ASSIGNMENT
All lines in the material below that contain "store" should be located and copied.

EXERCISE MATERIAL
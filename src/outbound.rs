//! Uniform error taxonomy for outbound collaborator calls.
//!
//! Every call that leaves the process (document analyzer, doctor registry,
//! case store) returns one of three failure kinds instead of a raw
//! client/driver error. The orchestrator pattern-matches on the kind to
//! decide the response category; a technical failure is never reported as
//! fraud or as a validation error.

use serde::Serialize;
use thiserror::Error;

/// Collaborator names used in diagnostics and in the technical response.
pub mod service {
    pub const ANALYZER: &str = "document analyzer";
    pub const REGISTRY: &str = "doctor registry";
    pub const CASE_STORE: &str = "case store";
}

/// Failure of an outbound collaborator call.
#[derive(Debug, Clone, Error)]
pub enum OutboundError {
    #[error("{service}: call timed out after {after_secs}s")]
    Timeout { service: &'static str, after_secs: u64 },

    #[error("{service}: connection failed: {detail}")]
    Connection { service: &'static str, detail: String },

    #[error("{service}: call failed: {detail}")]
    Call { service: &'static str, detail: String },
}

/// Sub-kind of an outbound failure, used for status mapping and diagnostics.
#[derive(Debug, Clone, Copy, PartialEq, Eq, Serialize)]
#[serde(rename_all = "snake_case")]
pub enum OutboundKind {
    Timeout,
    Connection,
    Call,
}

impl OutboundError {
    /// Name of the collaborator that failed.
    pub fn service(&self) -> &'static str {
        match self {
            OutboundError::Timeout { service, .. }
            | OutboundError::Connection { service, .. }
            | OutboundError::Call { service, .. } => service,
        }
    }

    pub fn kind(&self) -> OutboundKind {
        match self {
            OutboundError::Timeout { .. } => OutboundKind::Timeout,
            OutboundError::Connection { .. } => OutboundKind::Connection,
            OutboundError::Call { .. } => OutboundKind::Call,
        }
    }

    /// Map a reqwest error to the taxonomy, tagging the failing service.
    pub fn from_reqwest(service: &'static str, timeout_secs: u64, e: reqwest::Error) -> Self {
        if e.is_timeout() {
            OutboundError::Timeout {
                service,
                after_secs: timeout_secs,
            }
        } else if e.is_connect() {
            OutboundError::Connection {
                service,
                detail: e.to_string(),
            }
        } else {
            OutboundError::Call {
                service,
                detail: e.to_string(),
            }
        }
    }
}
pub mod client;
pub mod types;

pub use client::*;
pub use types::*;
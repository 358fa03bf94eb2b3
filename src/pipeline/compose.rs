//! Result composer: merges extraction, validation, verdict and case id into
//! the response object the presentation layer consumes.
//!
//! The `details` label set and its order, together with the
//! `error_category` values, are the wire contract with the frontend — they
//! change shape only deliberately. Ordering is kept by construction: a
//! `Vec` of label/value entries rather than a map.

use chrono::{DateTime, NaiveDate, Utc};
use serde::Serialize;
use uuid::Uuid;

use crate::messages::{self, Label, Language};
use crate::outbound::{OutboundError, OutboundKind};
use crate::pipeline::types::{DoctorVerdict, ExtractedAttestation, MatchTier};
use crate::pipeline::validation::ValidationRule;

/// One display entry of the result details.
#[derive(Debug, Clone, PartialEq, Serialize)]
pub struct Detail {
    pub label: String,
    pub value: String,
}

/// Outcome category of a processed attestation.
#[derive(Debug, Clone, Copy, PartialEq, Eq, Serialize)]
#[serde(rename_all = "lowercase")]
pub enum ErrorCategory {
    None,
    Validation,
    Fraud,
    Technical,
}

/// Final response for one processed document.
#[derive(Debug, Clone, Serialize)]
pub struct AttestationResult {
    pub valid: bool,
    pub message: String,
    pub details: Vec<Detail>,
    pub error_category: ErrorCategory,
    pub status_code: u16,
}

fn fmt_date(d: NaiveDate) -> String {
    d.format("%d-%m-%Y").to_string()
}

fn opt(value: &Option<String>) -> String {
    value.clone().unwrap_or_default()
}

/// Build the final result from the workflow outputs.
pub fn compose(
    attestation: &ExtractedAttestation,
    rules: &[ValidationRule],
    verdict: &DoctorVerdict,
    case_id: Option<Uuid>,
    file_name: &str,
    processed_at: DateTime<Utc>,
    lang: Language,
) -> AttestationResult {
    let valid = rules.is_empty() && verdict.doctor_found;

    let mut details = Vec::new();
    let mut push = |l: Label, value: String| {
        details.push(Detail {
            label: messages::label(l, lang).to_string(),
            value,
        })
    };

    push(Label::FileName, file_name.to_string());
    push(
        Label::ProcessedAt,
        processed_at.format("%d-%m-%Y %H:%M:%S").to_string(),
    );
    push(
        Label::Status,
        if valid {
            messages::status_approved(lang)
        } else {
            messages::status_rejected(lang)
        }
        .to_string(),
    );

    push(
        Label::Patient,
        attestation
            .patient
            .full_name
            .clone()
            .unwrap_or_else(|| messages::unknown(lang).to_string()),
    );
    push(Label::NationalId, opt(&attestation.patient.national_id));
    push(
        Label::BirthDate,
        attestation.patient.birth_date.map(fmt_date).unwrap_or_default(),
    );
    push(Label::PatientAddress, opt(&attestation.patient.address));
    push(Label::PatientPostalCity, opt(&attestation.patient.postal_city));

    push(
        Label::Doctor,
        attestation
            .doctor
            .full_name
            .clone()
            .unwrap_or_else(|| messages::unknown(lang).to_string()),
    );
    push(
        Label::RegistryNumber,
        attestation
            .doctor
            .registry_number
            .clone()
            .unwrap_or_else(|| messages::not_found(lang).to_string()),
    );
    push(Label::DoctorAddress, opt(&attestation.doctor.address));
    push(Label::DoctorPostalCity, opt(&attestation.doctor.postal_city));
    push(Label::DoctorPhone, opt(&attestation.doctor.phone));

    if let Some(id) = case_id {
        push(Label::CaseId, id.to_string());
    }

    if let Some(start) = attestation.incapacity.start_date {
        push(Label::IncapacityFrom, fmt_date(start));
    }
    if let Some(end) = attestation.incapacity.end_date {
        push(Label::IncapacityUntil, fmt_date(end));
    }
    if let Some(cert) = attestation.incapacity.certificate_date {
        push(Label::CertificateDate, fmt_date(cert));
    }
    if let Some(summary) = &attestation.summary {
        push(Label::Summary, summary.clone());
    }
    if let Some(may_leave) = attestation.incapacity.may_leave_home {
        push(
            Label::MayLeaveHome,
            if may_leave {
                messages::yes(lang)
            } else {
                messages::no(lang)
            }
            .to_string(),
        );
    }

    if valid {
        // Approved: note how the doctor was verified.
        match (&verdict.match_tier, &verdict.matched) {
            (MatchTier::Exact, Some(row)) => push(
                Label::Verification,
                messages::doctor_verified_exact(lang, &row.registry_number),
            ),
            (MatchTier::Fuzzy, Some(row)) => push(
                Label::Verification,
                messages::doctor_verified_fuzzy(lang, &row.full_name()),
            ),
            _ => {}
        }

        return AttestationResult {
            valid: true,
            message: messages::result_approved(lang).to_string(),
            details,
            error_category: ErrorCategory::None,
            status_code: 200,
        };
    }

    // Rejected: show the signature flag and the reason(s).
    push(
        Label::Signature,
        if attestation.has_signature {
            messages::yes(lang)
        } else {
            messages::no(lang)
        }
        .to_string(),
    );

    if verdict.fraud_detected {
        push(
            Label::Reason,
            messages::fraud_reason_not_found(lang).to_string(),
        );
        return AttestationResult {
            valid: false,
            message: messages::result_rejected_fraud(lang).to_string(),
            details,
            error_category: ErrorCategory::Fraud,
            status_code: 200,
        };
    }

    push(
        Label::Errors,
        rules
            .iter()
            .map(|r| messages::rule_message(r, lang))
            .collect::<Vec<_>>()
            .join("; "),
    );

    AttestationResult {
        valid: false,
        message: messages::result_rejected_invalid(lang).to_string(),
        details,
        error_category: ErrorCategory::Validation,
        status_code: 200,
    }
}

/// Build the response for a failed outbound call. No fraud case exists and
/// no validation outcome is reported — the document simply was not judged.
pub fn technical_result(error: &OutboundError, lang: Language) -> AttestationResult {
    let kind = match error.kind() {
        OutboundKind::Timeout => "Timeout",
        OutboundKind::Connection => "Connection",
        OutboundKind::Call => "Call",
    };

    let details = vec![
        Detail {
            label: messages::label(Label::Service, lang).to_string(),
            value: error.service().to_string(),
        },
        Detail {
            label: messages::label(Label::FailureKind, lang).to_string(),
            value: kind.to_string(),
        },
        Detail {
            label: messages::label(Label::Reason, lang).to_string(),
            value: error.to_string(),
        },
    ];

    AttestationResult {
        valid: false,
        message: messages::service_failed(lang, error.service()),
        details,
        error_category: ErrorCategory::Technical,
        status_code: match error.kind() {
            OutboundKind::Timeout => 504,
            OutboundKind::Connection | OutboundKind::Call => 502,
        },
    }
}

SOLUTION FOR THIS EXERCISE
//! case store) returns one of three failure kinds instead of a raw
    pub const CASE_STORE: &str = "case store";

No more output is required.